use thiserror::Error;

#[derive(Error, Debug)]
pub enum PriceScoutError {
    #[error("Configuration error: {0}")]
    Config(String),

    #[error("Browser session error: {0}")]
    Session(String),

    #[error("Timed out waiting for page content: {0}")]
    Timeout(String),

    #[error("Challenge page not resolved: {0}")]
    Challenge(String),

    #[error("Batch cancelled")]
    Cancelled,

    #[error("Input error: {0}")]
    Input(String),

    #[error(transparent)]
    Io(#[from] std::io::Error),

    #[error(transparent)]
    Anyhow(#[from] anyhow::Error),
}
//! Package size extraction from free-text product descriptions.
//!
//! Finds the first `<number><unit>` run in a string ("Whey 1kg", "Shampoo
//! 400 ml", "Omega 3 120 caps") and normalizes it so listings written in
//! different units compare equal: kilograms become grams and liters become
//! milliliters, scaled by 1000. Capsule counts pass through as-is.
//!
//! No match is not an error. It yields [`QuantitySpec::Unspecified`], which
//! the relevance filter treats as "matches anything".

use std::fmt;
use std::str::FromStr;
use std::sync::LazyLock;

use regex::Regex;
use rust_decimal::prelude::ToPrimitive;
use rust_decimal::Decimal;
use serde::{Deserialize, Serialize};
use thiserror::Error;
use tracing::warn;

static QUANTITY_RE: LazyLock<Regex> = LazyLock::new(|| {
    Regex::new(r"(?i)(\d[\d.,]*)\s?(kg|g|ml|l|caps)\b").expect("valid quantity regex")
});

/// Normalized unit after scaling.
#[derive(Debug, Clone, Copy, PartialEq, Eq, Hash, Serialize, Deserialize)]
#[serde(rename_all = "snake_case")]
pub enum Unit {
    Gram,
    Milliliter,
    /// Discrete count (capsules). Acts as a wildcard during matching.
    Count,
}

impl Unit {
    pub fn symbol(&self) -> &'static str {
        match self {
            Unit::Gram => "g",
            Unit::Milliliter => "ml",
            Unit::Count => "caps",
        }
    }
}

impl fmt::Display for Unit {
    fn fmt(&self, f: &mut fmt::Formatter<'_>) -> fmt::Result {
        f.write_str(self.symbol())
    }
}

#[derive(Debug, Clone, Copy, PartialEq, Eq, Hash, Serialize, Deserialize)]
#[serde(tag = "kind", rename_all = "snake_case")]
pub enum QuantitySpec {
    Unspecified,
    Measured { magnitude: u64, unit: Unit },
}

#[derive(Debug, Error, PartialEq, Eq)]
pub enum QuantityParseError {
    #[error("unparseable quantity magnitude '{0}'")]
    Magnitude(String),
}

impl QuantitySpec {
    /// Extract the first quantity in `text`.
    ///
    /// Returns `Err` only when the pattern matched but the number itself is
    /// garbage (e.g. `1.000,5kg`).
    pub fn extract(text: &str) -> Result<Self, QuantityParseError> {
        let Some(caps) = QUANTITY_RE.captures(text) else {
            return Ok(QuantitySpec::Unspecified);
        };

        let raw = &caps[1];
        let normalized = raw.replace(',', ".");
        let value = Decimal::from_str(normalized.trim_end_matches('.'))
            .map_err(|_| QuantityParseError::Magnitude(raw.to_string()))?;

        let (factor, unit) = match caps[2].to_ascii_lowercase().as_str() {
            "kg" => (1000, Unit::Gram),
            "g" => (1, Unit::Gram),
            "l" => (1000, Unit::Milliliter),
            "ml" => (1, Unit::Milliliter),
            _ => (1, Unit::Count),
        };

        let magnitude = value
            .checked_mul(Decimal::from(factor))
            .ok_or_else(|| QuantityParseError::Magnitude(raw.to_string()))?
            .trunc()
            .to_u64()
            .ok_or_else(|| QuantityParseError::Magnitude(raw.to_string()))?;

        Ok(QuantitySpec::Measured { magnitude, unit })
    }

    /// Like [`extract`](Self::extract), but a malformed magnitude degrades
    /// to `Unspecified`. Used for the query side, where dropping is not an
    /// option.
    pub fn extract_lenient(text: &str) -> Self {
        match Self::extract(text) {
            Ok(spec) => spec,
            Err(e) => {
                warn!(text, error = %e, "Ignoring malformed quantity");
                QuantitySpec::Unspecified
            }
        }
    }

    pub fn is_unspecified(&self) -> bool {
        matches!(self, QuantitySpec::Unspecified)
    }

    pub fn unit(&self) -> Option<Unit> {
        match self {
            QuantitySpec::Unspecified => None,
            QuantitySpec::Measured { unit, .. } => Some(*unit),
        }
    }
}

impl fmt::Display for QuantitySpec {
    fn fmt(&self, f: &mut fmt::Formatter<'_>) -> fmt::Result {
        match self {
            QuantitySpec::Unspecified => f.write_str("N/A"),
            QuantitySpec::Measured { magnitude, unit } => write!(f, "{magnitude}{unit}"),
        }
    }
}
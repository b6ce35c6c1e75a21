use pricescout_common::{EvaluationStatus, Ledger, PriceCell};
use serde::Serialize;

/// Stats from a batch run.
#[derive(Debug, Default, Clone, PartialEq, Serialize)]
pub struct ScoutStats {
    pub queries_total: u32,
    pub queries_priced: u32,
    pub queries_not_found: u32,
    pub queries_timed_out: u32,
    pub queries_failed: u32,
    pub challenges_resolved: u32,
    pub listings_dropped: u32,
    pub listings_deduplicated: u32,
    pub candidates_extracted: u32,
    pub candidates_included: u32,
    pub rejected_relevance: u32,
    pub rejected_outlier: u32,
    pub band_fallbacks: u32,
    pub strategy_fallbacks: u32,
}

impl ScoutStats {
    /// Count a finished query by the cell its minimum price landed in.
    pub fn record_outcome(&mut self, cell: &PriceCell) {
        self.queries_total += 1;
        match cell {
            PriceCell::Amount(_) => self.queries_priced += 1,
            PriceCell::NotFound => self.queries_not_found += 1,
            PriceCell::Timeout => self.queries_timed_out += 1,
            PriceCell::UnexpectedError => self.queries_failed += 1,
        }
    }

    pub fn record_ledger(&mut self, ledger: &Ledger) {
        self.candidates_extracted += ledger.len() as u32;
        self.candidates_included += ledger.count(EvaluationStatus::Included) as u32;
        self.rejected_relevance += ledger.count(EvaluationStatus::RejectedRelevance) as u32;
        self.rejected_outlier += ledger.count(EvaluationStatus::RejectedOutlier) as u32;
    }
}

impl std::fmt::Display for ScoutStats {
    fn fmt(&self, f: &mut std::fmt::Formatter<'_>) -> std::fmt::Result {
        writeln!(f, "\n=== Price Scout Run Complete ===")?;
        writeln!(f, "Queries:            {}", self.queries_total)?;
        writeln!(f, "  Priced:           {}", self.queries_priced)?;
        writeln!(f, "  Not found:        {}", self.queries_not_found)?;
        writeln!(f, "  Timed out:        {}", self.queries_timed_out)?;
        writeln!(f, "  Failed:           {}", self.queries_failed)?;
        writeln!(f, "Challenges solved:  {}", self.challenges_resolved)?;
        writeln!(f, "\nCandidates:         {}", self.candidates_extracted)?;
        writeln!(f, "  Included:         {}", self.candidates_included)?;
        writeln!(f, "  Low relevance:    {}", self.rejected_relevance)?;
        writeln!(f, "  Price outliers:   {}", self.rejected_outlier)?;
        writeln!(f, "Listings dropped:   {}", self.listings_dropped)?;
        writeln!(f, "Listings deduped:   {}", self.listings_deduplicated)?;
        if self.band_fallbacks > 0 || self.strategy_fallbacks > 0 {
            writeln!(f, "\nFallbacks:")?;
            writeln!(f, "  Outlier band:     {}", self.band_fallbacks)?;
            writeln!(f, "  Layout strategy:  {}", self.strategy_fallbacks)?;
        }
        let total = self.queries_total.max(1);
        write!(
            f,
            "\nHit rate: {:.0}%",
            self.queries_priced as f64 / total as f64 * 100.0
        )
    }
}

- Exercise objective -
Write each record out again exactly.

- Reply -
use thiserror::Error;

#[derive(Error, Debug)]
pub enum PriceScoutError {
    #[error("Configuration error: {0}")]
    Config(String),

    #[error("Browser session error: {0}")]
    Session(String),

    #[error("Timed out waiting for page content: {0}")]
    Timeout(String),

    #[error("Challenge page not resolved: {0}")]
    Challenge(String),

    #[error("Batch cancelled")]
    Cancelled,

    #[error("Input error: {0}")]
    Input(String),

    #[error(transparent)]
    Io(#[from] std::io::Error),

    #[error(transparent)]
    Anyhow(#[from] anyhow::Error),
}
//! Package size extraction from free-text product descriptions.
//!
//! Finds the first `<number><unit>` run in a string ("Whey 1kg", "Shampoo
//! 400 ml", "Omega 3 120 caps") and normalizes it so listings written in
//! different units compare equal: kilograms become grams and liters become
//! milliliters, scaled by 1000. Capsule counts pass through as-is.
//!
//! No match is not an error. It yields [`QuantitySpec::Unspecified`], which
//! the relevance filter treats as "matches anything".

use std::fmt;
use std::str::FromStr;
use std::sync::LazyLock;

use regex::Regex;
use rust_decimal::prelude::ToPrimitive;
use rust_decimal::Decimal;
use serde::{Deserialize, Serialize};
use thiserror::Error;
use tracing::warn;

static QUANTITY_RE: LazyLock<Regex> = LazyLock::new(|| {
    Regex::new(r"(?i)(\d[\d.,]*)\s?(kg|g|ml|l|caps)\b").expect("valid quantity regex")
});

/// Normalized unit after scaling.
#[derive(Debug, Clone, Copy, PartialEq, Eq, Hash, Serialize, Deserialize)]
#[serde(rename_all = "snake_case")]
pub enum Unit {
    Gram,
    Milliliter,
    /// Discrete count (capsules). Acts as a wildcard during matching.
    Count,
}

impl Unit {
    pub fn symbol(&self) -> &'static str {
        match self {
            Unit::Gram => "g",
            Unit::Milliliter => "ml",
            Unit::Count => "caps",
        }
    }
}

impl fmt::Display for Unit {
    fn fmt(&self, f: &mut fmt::Formatter<'_>) -> fmt::Result {
        f.write_str(self.symbol())
    }
}

#[derive(Debug, Clone, Copy, PartialEq, Eq, Hash, Serialize, Deserialize)]
#[serde(tag = "kind", rename_all = "snake_case")]
pub enum QuantitySpec {
    Unspecified,
    Measured { magnitude: u64, unit: Unit },
}

#[derive(Debug, Error, PartialEq, Eq)]
pub enum QuantityParseError {
    #[error("unparseable quantity magnitude '{0}'")]
    Magnitude(String),
}

impl QuantitySpec {
    /// Extract the first quantity in `text`.
    ///
    /// Returns `Err` only when the pattern matched but the number itself is
    /// garbage (e.g. `1.000,5kg`).
    pub fn extract(text: &str) -> Result<Self, QuantityParseError> {
        let Some(caps) = QUANTITY_RE.captures(text) else {
            return Ok(QuantitySpec::Unspecified);
        };

        let raw = &caps[1];
        let normalized = raw.replace(',', ".");
        let value = Decimal::from_str(normalized.trim_end_matches('.'))
            .map_err(|_| QuantityParseError::Magnitude(raw.to_string()))?;

        let (factor, unit) = match caps[2].to_ascii_lowercase().as_str() {
            "kg" => (1000, Unit::Gram),
            "g" => (1, Unit::Gram),
            "l" => (1000, Unit::Milliliter),
            "ml" => (1, Unit::Milliliter),
            _ => (1, Unit::Count),
        };

        let magnitude = value
            .checked_mul(Decimal::from(factor))
            .ok_or_else(|| QuantityParseError::Magnitude(raw.to_string()))?
            .trunc()
            .to_u64()
            .ok_or_else(|| QuantityParseError::Magnitude(raw.to_string()))?;

        Ok(QuantitySpec::Measured { magnitude, unit })
    }

    /// Like [`extract`](Self::extract), but a malformed magnitude degrades
    /// to `Unspecified`. Used for the query side, where dropping is not an
    /// option.
    pub fn extract_lenient(text: &str) -> Self {
        match Self::extract(text) {
            Ok(spec) => spec,
            Err(e) => {
                warn!(text, error = %e, "Ignoring malformed quantity");
                QuantitySpec::Unspecified
            }
        }
    }

    pub fn is_unspecified(&self) -> bool {
        matches!(self, QuantitySpec::Unspecified)
    }

    pub fn unit(&self) -> Option<Unit> {
        match self {
            QuantitySpec::Unspecified => None,
            QuantitySpec::Measured { unit, .. } => Some(*unit),
        }
    }
}

impl fmt::Display for QuantitySpec {
    fn fmt(&self, f: &mut fmt::Formatter<'_>) -> fmt::Result {
        match self {
            QuantitySpec::Unspecified => f.write_str("N/A"),
            QuantitySpec::Measured { magnitude, unit } => write!(f, "{magnitude}{unit}"),
        }
    }
}
repository b6ce35c6c1e75a21
use pricescout_common::{EvaluationStatus, Ledger, PriceCell};
use serde::Serialize;

/// Stats from a batch run.
#[derive(Debug, Default, Clone, PartialEq, Serialize)]
pub struct ScoutStats {
    pub queries_total: u32,
    pub queries_priced: u32,
    pub queries_not_found: u32,
    pub queries_timed_out: u32,
    pub queries_failed: u32,
    pub challenges_resolved: u32,
    pub listings_dropped: u32,
    pub listings_deduplicated: u32,
    pub candidates_extracted: u32,
    pub candidates_included: u32,
    pub rejected_relevance: u32,
    pub rejected_outlier: u32,
    pub band_fallbacks: u32,
    pub strategy_fallbacks: u32,
}

impl ScoutStats {
    /// Count a finished query by the cell its minimum price landed in.
    pub fn record_outcome(&mut self, cell: &PriceCell) {
        self.queries_total += 1;
        match cell {
            PriceCell::Amount(_) => self.queries_priced += 1,
            PriceCell::NotFound => self.queries_not_found += 1,
            PriceCell::Timeout => self.queries_timed_out += 1,
            PriceCell::UnexpectedError => self.queries_failed += 1,
        }
    }

    pub fn record_ledger(&mut self, ledger: &Ledger) {
        self.candidates_extracted += ledger.len() as u32;
        self.candidates_included += ledger.count(EvaluationStatus::Included) as u32;
        self.rejected_relevance += ledger.count(EvaluationStatus::RejectedRelevance) as u32;
        self.rejected_outlier += ledger.count(EvaluationStatus::RejectedOutlier) as u32;
    }
}

impl std::fmt::Display for ScoutStats {
    fn fmt(&self, f: &mut std::fmt::Formatter<'_>) -> std::fmt::Result {
        writeln!(f, "\n=== Price Scout Run Complete ===")?;
        writeln!(f, "Queries:            {}", self.queries_total)?;
        writeln!(f, "  Priced:           {}", self.queries_priced)?;
        writeln!(f, "  Not found:        {}", self.queries_not_found)?;
        writeln!(f, "  Timed out:        {}", self.queries_timed_out)?;
        writeln!(f, "  Failed:           {}", self.queries_failed)?;
        writeln!(f, "Challenges solved:  {}", self.challenges_resolved)?;
        writeln!(f, "\nCandidates:         {}", self.candidates_extracted)?;
        writeln!(f, "  Included:         {}", self.candidates_included)?;
        writeln!(f, "  Low relevance:    {}", self.rejected_relevance)?;
        writeln!(f, "  Price outliers:   {}", self.rejected_outlier)?;
        writeln!(f, "Listings dropped:   {}", self.listings_dropped)?;
        writeln!(f, "Listings deduped:   {}", self.listings_deduplicated)?;
        if self.band_fallbacks > 0 || self.strategy_fallbacks > 0 {
            writeln!(f, "\nFallbacks:")?;
            writeln!(f, "  Outlier band:     {}", self.band_fallbacks)?;
            writeln!(f, "  Layout strategy:  {}", self.strategy_fallbacks)?;
        }
        let total = self.queries_total.max(1);
        write!(
            f,
            "\nHit rate: {:.0}%",
            self.queries_priced as f64 / total as f64 * 100.0
        )
    }
}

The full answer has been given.